» **AIM OF THE TASK**:
The required result is a line count: how many lines in this data hold the word "bucket". Give only that.

:: DATA FOR ANALYSIS ::

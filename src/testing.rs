//! Minimal in-memory [`GraphView`] used by the unit tests of this crate.

use std::cell::Cell;

use fxhash::FxHashMap;
use itertools::Itertools;

use crate::ops::GraphView;

pub(crate) type TestAttrs = FxHashMap<String, f64>;

/// Edge-list backed graph with `String` identifiers and numeric attributes.
///
/// Nodes are reported in the order they were first mentioned, edges in
/// insertion order. Parallel edges are kept.
#[derive(Debug, Clone, Default)]
pub(crate) struct TestGraph {
    directed: bool,
    nodes: Vec<String>,
    edges: Vec<(String, String, TestAttrs)>,
}

impl TestGraph {
    pub(crate) fn directed() -> Self {
        Self {
            directed: true,
            ..Default::default()
        }
    }

    pub(crate) fn undirected() -> Self {
        Self::default()
    }

    pub(crate) fn add_node(&mut self, id: &str) {
        if !self.nodes.iter().any(|u| u == id) {
            self.nodes.push(id.to_string());
        }
    }

    pub(crate) fn add_edge_with(&mut self, from: &str, to: &str, attrs: TestAttrs) {
        self.add_node(from);
        self.add_node(to);
        self.edges.push((from.to_string(), to.to_string(), attrs));
    }

    pub(crate) fn node(mut self, id: &str) -> Self {
        self.add_node(id);
        self
    }

    /// Adds an edge without attributes
    pub(crate) fn edge(mut self, from: &str, to: &str) -> Self {
        self.add_edge_with(from, to, TestAttrs::default());
        self
    }

    pub(crate) fn weighted_edge(self, from: &str, to: &str, weight: f64) -> Self {
        self.attr_edge(from, to, &[("weight", weight)])
    }

    pub(crate) fn attr_edge(mut self, from: &str, to: &str, attrs: &[(&str, f64)]) -> Self {
        let attrs = attrs.iter().map(|&(k, v)| (k.to_string(), v)).collect();
        self.add_edge_with(from, to, attrs);
        self
    }

    pub(crate) fn edges_from(self, edges: &[(&str, &str)]) -> Self {
        edges
            .iter()
            .fold(self, |graph, &(from, to)| graph.edge(from, to))
    }

    /// Path `ids[0] - ids[1] - ...` with `weights[i]` on the i-th edge
    pub(crate) fn path(self, ids: &[&str], weights: &[f64]) -> Self {
        assert_eq!(ids.len(), weights.len() + 1);
        ids.iter()
            .tuple_windows()
            .zip(weights)
            .fold(self, |graph, ((from, to), &w)| {
                graph.weighted_edge(from, to, w)
            })
    }

    /// Cycle over `ids`, closing the last node back to the first
    pub(crate) fn cycle(self, ids: &[&str]) -> Self {
        ids.iter()
            .circular_tuple_windows()
            .fold(self, |graph, (from, to)| graph.edge(from, to))
    }

    /// Edges from `center` to every leaf
    pub(crate) fn star(self, center: &str, leaves: &[&str]) -> Self {
        leaves
            .iter()
            .fold(self.node(center), |graph, leaf| graph.edge(center, leaf))
    }

    /// All edges `ids[i] -> ids[j]` for `i != j` (`i < j` if undirected)
    pub(crate) fn complete(self, ids: &[&str]) -> Self {
        let directed = self.directed;
        ids.iter()
            .tuple_combinations()
            .fold(self, |graph, (a, b)| {
                let graph = graph.edge(a, b);
                if directed { graph.edge(b, a) } else { graph }
            })
    }

    pub(crate) fn id(s: &str) -> String {
        s.to_string()
    }
}

impl GraphView for TestGraph {
    type NodeId = String;
    type Attrs = TestAttrs;

    fn is_directed(&self) -> bool {
        self.directed
    }

    fn nodes(&self) -> impl Iterator<Item = &String> {
        self.nodes.iter()
    }

    fn edges(&self) -> impl Iterator<Item = (&String, &String, &TestAttrs)> {
        self.edges.iter().map(|(u, v, a)| (u, v, a))
    }

    fn has_node(&self, id: &String) -> bool {
        self.nodes.contains(id)
    }

    fn successors(&self, id: &String) -> impl Iterator<Item = &String> {
        let id = id.clone();
        self.edges.iter().filter_map(move |(u, v, _)| {
            if *u == id {
                Some(v)
            } else if !self.directed && *v == id {
                Some(u)
            } else {
                None
            }
        })
    }

    fn predecessors(&self, id: &String) -> impl Iterator<Item = &String> {
        let id = id.clone();
        self.edges.iter().filter_map(move |(u, v, _)| {
            if *v == id {
                Some(u)
            } else if !self.directed && *u == id {
                Some(v)
            } else {
                None
            }
        })
    }
}

/// Wraps a [`TestGraph`] and counts the calls to `successors` and `predecessors`.
pub(crate) struct CountingGraph<'a> {
    inner: &'a TestGraph,
    adjacency_queries: Cell<usize>,
}

impl<'a> CountingGraph<'a> {
    pub(crate) fn new(inner: &'a TestGraph) -> Self {
        Self {
            inner,
            adjacency_queries: Cell::new(0),
        }
    }

    pub(crate) fn adjacency_queries(&self) -> usize {
        self.adjacency_queries.get()
    }
}

impl GraphView for CountingGraph<'_> {
    type NodeId = String;
    type Attrs = TestAttrs;

    fn is_directed(&self) -> bool {
        self.inner.is_directed()
    }

    fn nodes(&self) -> impl Iterator<Item = &String> {
        self.inner.nodes()
    }

    fn edges(&self) -> impl Iterator<Item = (&String, &String, &TestAttrs)> {
        self.inner.edges()
    }

    fn has_node(&self, id: &String) -> bool {
        self.inner.has_node(id)
    }

    fn successors(&self, id: &String) -> impl Iterator<Item = &String> {
        self.adjacency_queries.set(self.adjacency_queries.get() + 1);
        self.inner.successors(id)
    }

    fn predecessors(&self, id: &String) -> impl Iterator<Item = &String> {
        self.adjacency_queries.set(self.adjacency_queries.get() + 1);
        self.inner.predecessors(id)
    }
}

#[cfg(test)]
mod tests {
    use super::*;

    #[test]
    fn builder_shapes() {
        let g = TestGraph::directed().path(&["A", "B", "C"], &[1.0, 2.0]);
        assert_eq!(g.nodes().collect_vec(), ["A", "B", "C"]);
        assert_eq!(g.successors(&TestGraph::id("A")).collect_vec(), ["B"]);
        assert_eq!(g.predecessors(&TestGraph::id("A")).count(), 0);

        let g = TestGraph::undirected().cycle(&["A", "B", "C"]);
        assert_eq!(g.edges().count(), 3);
        assert_eq!(g.successors(&TestGraph::id("A")).collect_vec(), ["B", "C"]);

        let counted = CountingGraph::new(&g);
        assert_eq!(counted.successors(&TestGraph::id("B")).count(), 2);
        assert_eq!(counted.predecessors(&TestGraph::id("B")).count(), 2);
        assert_eq!(counted.adjacency_queries(), 2);

        let g = TestGraph::directed().complete(&["A", "B", "C"]);
        assert_eq!(g.edges().count(), 6);

        let g = TestGraph::undirected().edge("A", "A");
        assert_eq!(g.successors(&TestGraph::id("A")).count(), 1);
    }
}
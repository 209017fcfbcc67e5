/*!
# Dense Graph Representations

Every algorithm first converts the caller's [`GraphView`] into one of the index-based
snapshots of this module and then runs purely on [`Node`] indices:

- [`AlgorithmGraph`]: successor lists (and optionally predecessor lists) in CSR form,
- [`WeightedAdjacency`]: successor lists annotated with extracted edge weights,
- [`Neighborhoods`]: sorted, duplicate-free undirected neighbor sets.

Snapshots hold no reference to the external graph; later changes to it never affect a
snapshot that was already built.
*/

use std::{hash::Hash, ops::Range};

use tracing::{debug, warn};

use crate::{
    edge::NumEdges,
    node::*,
    ops::GraphView,
    utils::{IndexMap, sliced_buffer::SlicedBuffer},
};

mod neighborhood;
mod weighted;

pub use neighborhood::*;
pub use weighted::*;

/// Read access to index-based adjacency lists
pub trait AdjacencyList {
    /// Returns the number of nodes of the graph
    fn number_of_nodes(&self) -> NumNodes;

    /// Returns the number of nodes as `usize`
    fn len(&self) -> usize {
        self.number_of_nodes() as usize
    }

    /// Returns *true* if the graph has no nodes
    fn is_empty(&self) -> bool {
        self.number_of_nodes() == 0
    }

    /// Returns a range over all nodes
    fn vertices_range(&self) -> Range<Node> {
        0..self.number_of_nodes()
    }

    /// Returns an iterator over all nodes
    fn vertices(&self) -> Range<Node> {
        self.vertices_range()
    }

    /// Returns an empty bitset with one entry per node
    fn vertex_bitset_unset(&self) -> NodeBitSet {
        NodeBitSet::new(self.number_of_nodes())
    }

    /// Returns the (out-)neighbors of `u` in adjacency order
    fn neighbors_of(&self, u: Node) -> &[Node];

    /// Returns the number of (out-)neighbors of `u`
    fn degree_of(&self, u: Node) -> NumNodes {
        self.neighbors_of(u).len() as NumNodes
    }
}

/// Integer-indexed snapshot of a [`GraphView`].
///
/// Indices follow the `nodes()` order of the source graph. Parallel edges are kept as
/// repeated adjacency entries. Predecessor lists are derived by transposing the successor
/// lists, never by querying `predecessors()` of the source graph, which keeps both
/// directions consistent with each other.
#[derive(Debug, Clone)]
pub struct AlgorithmGraph<I> {
    ids: IndexMap<I>,
    directed: bool,
    out_nbs: SlicedBuffer<Node>,
    in_nbs: Option<SlicedBuffer<Node>>,
    number_of_edges: NumEdges,
}

impl<I> AlgorithmGraph<I>
where
    I: Clone + Eq + Hash,
{
    /// Builds the snapshot in `O(n + m)`.
    ///
    /// Successor entries naming an identifier that `nodes()` does not list are skipped.
    /// If `with_predecessors` is set, predecessor lists are built as well.
    pub fn new<G>(graph: &G, with_predecessors: bool) -> Self
    where
        G: GraphView<NodeId = I>,
    {
        let ids = IndexMap::from_graph(graph);
        let n = ids.len();

        let mut buffer = Vec::new();
        let mut offsets = Vec::with_capacity(n + 1);
        let mut unknown = 0usize;
        let mut loops = 0usize;

        offsets.push(0);
        for (u, id) in ids.ids().iter().enumerate() {
            for succ in graph.successors(id) {
                match ids.index_of(succ) {
                    Some(v) => {
                        loops += (v as usize == u) as usize;
                        buffer.push(v);
                    }
                    None => unknown += 1,
                }
            }
            offsets.push(buffer.len());
        }

        if unknown > 0 {
            warn!(unknown, "skipped successors that are not nodes of the graph");
        }

        let directed = graph.is_directed();
        let number_of_edges = (if directed {
            buffer.len()
        } else {
            (buffer.len() + loops) / 2
        }) as NumEdges;

        let out_nbs = SlicedBuffer::new(buffer, offsets);
        let in_nbs = with_predecessors.then(|| {
            if directed {
                out_nbs.transposed()
            } else {
                out_nbs.clone()
            }
        });

        debug!(
            nodes = n,
            edges = number_of_edges,
            directed,
            with_predecessors,
            "built algorithm graph"
        );

        Self {
            ids,
            directed,
            out_nbs,
            in_nbs,
            number_of_edges,
        }
    }

    /// Returns *true* if the source graph is directed
    pub fn is_directed(&self) -> bool {
        self.directed
    }

    /// Returns the number of edges of the source graph (undirected edges count once)
    pub fn number_of_edges(&self) -> NumEdges {
        self.number_of_edges
    }

    /// Returns *true* if predecessor lists were built
    pub fn has_predecessors(&self) -> bool {
        self.in_nbs.is_some()
    }

    /// Returns the predecessors of `u`.
    ///
    /// # Panics
    /// Panics if the graph was built without predecessor lists.
    pub fn in_neighbors_of(&self, u: Node) -> &[Node] {
        match &self.in_nbs {
            Some(in_nbs) => &in_nbs[u],
            None => panic!("algorithm graph was built without predecessors"),
        }
    }

    /// Returns the number of predecessors of `u`.
    ///
    /// # Panics
    /// Panics if the graph was built without predecessor lists.
    pub fn in_degree_of(&self, u: Node) -> NumNodes {
        self.in_neighbors_of(u).len() as NumNodes
    }

    /// Returns the predecessor lists if they were built
    pub fn in_buffer(&self) -> Option<&SlicedBuffer<Node>> {
        self.in_nbs.as_ref()
    }

    /// Returns the successor lists
    pub fn out_buffer(&self) -> &SlicedBuffer<Node> {
        &self.out_nbs
    }

    /// Returns the mapping between identifiers and indices
    pub fn ids(&self) -> &IndexMap<I> {
        &self.ids
    }

    /// Consumes the snapshot and returns the mapping between identifiers and indices
    pub fn into_ids(self) -> IndexMap<I> {
        self.ids
    }

    /// Returns the index of `id` if it is a node of the graph
    pub fn index_of(&self, id: &I) -> Option<Node> {
        self.ids.index_of(id)
    }

    /// Returns the identifier of node `u`.
    ///
    /// # Panics
    /// Panics if `u` is out of range.
    pub fn id_of(&self, u: Node) -> &I {
        &self.ids.ids()[u as usize]
    }
}

impl<I> AdjacencyList for AlgorithmGraph<I> {
    fn number_of_nodes(&self) -> NumNodes {
        self.out_nbs.len() as NumNodes
    }

    fn neighbors_of(&self, u: Node) -> &[Node] {
        &self.out_nbs[u]
    }
}
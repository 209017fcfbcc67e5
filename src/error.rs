//! Error types shared by all algorithms.
//!
//! Only genuine failures are errors. A missing path or a disconnected graph is a
//! normal outcome and is reported as `Ok(None)` by the respective algorithm.

use thiserror::Error;

/// Failure conditions raised by the algorithms of this crate.
#[derive(Debug, Clone, PartialEq, Error)]
pub enum AlgoError {
    /// Malformed configuration or a graph orientation the algorithm cannot handle.
    #[error("invalid argument: {0}")]
    InvalidArgument(String),

    /// Dijkstra and A* only accept non-negative edge weights.
    #[error("negative edge weight {weight} encountered")]
    NegativeWeight { weight: f64 },

    /// Bellman-Ford found an edge that still relaxes after `n - 1` rounds.
    #[error("graph contains a negative cycle reachable from the source")]
    NegativeCycle,

    /// Kahn's algorithm could not place every node.
    #[error("graph contains a cycle: only {processed} of {total} nodes could be ordered")]
    CycleDetected { processed: usize, total: usize },
}

impl AlgoError {
    pub(crate) fn requires_directed(algorithm: &str) -> Self {
        Self::InvalidArgument(format!("{algorithm} requires a directed graph"))
    }

    pub(crate) fn requires_undirected(algorithm: &str) -> Self {
        Self::InvalidArgument(format!("{algorithm} requires an undirected graph"))
    }
}

/// Result type alias.
pub type Result<T> = std::result::Result<T, AlgoError>;
/*!
# K-Core Decomposition

The `k`-core of a graph is its maximal subgraph in which every node has at least `k`
neighbors. The core number of a node is the largest `k` such that the node belongs to the
`k`-core.

We compute all core numbers by peeling in `O(n + m)` using the bin sort of Batagelj and
Zaversnik: nodes are kept in an array sorted by their current degree, with the start of
every degree bucket recorded separately. Removing a minimum-degree node and lowering the
degree of a neighbor are then both constant-time swaps.

Cores are defined on the undirected view of a graph: for directed graphs, the neighbors of
a node are the union of its successors and predecessors. Parallel edges and self-loops do
not count.
*/

use super::*;

/// Computes the core number of every node
#[derive(Debug, Clone, Copy, Default)]
pub struct KCore;

impl KCore {
    pub fn new() -> Self {
        Self
    }

    /// Returns the core number of every node; isolated nodes have core number `0`.
    pub fn compute<G>(&self, graph: &G) -> NodeScores<G::NodeId, NumNodes>
    where
        G: GraphView,
    {
        let ag = AlgorithmGraph::new(graph, graph.is_directed());
        let cores = core_numbers(&Neighborhoods::undirected(&ag));
        NodeScores::new(ag.into_ids(), cores)
    }
}

/// Core numbers of an adjacency list whose neighborhoods are free of duplicates and
/// self-loops.
pub fn core_numbers<G>(graph: &G) -> Vec<NumNodes>
where
    G: AdjacencyList,
{
    let n = graph.len();
    if n == 0 {
        return Vec::new();
    }

    let mut degrees = graph.vertices().map(|u| graph.degree_of(u)).collect_vec();
    let max_degree = degrees.iter().copied().max().unwrap_or(0) as usize;

    // bin_start[d] is the position of the first node with degree d in `order`
    let mut bin_start = vec![0usize; max_degree + 2];
    for &d in &degrees {
        bin_start[d as usize + 1] += 1;
    }
    for d in 1..bin_start.len() {
        bin_start[d] += bin_start[d - 1];
    }

    // nodes sorted by degree, ties in index order
    let mut order = vec![0 as Node; n];
    let mut position = vec![0usize; n];
    {
        let mut next = bin_start.clone();
        for u in graph.vertices() {
            let d = degrees[u as usize] as usize;
            order[next[d]] = u;
            position[u as usize] = next[d];
            next[d] += 1;
        }
    }

    for i in 0..n {
        let u = order[i];
        let du = degrees[u as usize];

        for &v in graph.neighbors_of(u) {
            let dv = degrees[v as usize];
            if dv <= du {
                // already peeled or peeled at the same level
                continue;
            }

            // swap v with the first node of its bucket and shrink the bucket by one
            let pos_v = position[v as usize];
            let pos_w = bin_start[dv as usize];
            let w = order[pos_w];
            if v != w {
                order.swap(pos_v, pos_w);
                position[v as usize] = pos_w;
                position[w as usize] = pos_v;
            }
            bin_start[dv as usize] += 1;
            degrees[v as usize] -= 1;
        }
    }

    degrees
}
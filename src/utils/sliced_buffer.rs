/*!
# CSR-based Sliced Buffers

This module provides a **Compressed Sparse Row (CSR)**-like data structure for storing
variable-length slices efficiently. It backs every adjacency list of the
[`AlgorithmGraph`](crate::repr::AlgorithmGraph).

The key idea:

- A contiguous `buffer: Vec<T>` stores all elements.
- A non-decreasing `offsets: Vec<usize>` stores slice boundaries, where slice `i` is `buffer[offsets[i]..offsets[i+1]]`.

### Invariants
All constructions verify the following invariants:

1. `offsets.len() >= 1`
2. `offsets` is non-decreasing
3. `offsets[0] == 0` and the last offset equals `buffer.len()`
*/

use std::ops::Index;

use crate::node::Node;

/// CSR-like structure storing slices of elements.
///
/// - `buffer`: all elements contiguously
/// - `offsets`: start indices of each slice, followed by `buffer.len()`
#[derive(Debug, Clone, PartialEq)]
pub struct SlicedBuffer<T> {
    buffer: Vec<T>,
    offsets: Vec<usize>,
}

impl<T> Default for SlicedBuffer<T> {
    fn default() -> Self {
        Self {
            buffer: Vec::new(),
            offsets: vec![0],
        }
    }
}

impl<T> SlicedBuffer<T> {
    /// Constructs a new `SlicedBuffer`.
    ///
    /// # Panics
    /// Panics if:
    /// - `offsets` is empty or does not start at `0`
    /// - `offsets` is not sorted
    /// - the last offset is not `buffer.len()`
    ///
    /// # Examples
    /// ```
    /// use lgraphs::utils::sliced_buffer::SlicedBuffer;
    ///
    /// let sb = SlicedBuffer::new(vec![1u32, 2, 4, 5, 6, 7, 8], vec![0, 2, 4, 7]);
    /// assert_eq!(sb.len(), 3);
    /// assert_eq!(&sb[2], &[6, 7, 8]);
    /// ```
    pub fn new(buffer: Vec<T>, offsets: Vec<usize>) -> Self {
        assert_eq!(offsets.first(), Some(&0));
        assert!(offsets.is_sorted());
        assert_eq!(offsets.last(), Some(&buffer.len()));

        Self { buffer, offsets }
    }

    /// Builds a buffer with `n` slices from `(slice, value)` pairs.
    ///
    /// Entries keep their relative input order within every slice
    /// (stable counting sort).
    ///
    /// # Panics
    /// Panics if a slice index is `>= n`.
    pub fn from_pairs<P>(n: usize, pairs: P) -> Self
    where
        P: IntoIterator<Item = (Node, T)>,
        P::IntoIter: Clone,
    {
        let pairs = pairs.into_iter();

        let mut offsets = vec![0usize; n + 1];
        for (u, _) in pairs.clone() {
            offsets[u as usize + 1] += 1;
        }
        for i in 1..=n {
            offsets[i] += offsets[i - 1];
        }

        let mut slots: Vec<Option<T>> = Vec::with_capacity(offsets[n]);
        slots.resize_with(offsets[n], || None);
        let mut cursor = offsets.clone();
        for (u, value) in pairs {
            slots[cursor[u as usize]] = Some(value);
            cursor[u as usize] += 1;
        }

        Self {
            buffer: slots.into_iter().flatten().collect(),
            offsets,
        }
    }

    /// Returns the number of slices.
    #[allow(clippy::len_without_is_empty)]
    #[inline(always)]
    pub fn len(&self) -> usize {
        self.offsets.len() - 1
    }

    /// Returns the total number of entries in the buffer.
    #[inline(always)]
    pub fn number_of_entries(&self) -> usize {
        self.buffer.len()
    }

    /// Returns the length of slice `u`.
    #[inline(always)]
    pub fn size_of(&self, u: Node) -> usize {
        let u = u as usize;
        self.offsets[u + 1] - self.offsets[u]
    }

    /// Returns a reference to the complete buffer.
    #[inline(always)]
    pub fn raw_buffer_slice(&self) -> &[T] {
        &self.buffer
    }

    /// Returns an iterator over all slices in order.
    pub fn slices(&self) -> impl Iterator<Item = &[T]> + Clone + '_ {
        self.offsets
            .windows(2)
            .map(|w| &self.buffer[w[0]..w[1]])
    }
}

impl SlicedBuffer<Node> {
    /// Interprets slice `u` as the out-list of `u` and returns the buffer of in-lists.
    /// Runs in one linear pass over all entries.
    ///
    /// # Examples
    /// ```
    /// use lgraphs::utils::sliced_buffer::SlicedBuffer;
    ///
    /// // 0 -> 1, 0 -> 2, 1 -> 2
    /// let out = SlicedBuffer::new(vec![1u32, 2, 2], vec![0, 2, 3, 3]);
    /// let inc = out.transposed();
    /// assert_eq!(&inc[2], &[0, 1]);
    /// assert!(inc[0].is_empty());
    /// ```
    pub fn transposed(&self) -> Self {
        let n = self.len();
        Self::from_pairs(
            n,
            self.slices()
                .enumerate()
                .flat_map(|(u, vs)| vs.iter().map(move |&v| (v, u as Node))),
        )
    }
}

impl<T> Index<Node> for SlicedBuffer<T> {
    type Output = [T];

    #[inline(always)]
    fn index(&self, idx: Node) -> &Self::Output {
        let idx = idx as usize;
        &self.buffer[self.offsets[idx]..self.offsets[idx + 1]]
    }
}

:::

» **EXPECTED ANSWER**:
2